Below are entries to return in full. Keep each one exact.

╔══

//! Per-connection session state
//!
//! - [`ClientContext`]: the mutable state bundle handed to the RTSP layer
//! - [`RtspSession`]: shared session created at SETUP, owning RTP sessions
//! - [`RtpSession`]: one media stream, checked by the timeout monitor

pub mod context;
pub mod rtp;
pub mod rtsp;

pub use context::ClientContext;
pub use rtp::{MediaSource, RtpSession};
pub use rtsp::RtspSession;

╚══

Answer for the task:
//! Per-connection session state
//!
//! - [`ClientContext`]: the mutable state bundle handed to the RTSP layer
//! - [`RtspSession`]: shared session created at SETUP, owning RTP sessions
//! - [`RtpSession`]: one media stream, checked by the timeout monitor

pub mod context;
pub mod rtp;
pub mod rtsp;

pub use context::ClientContext;
pub use rtp::{MediaSource, RtpSession};
pub use rtsp::RtspSession;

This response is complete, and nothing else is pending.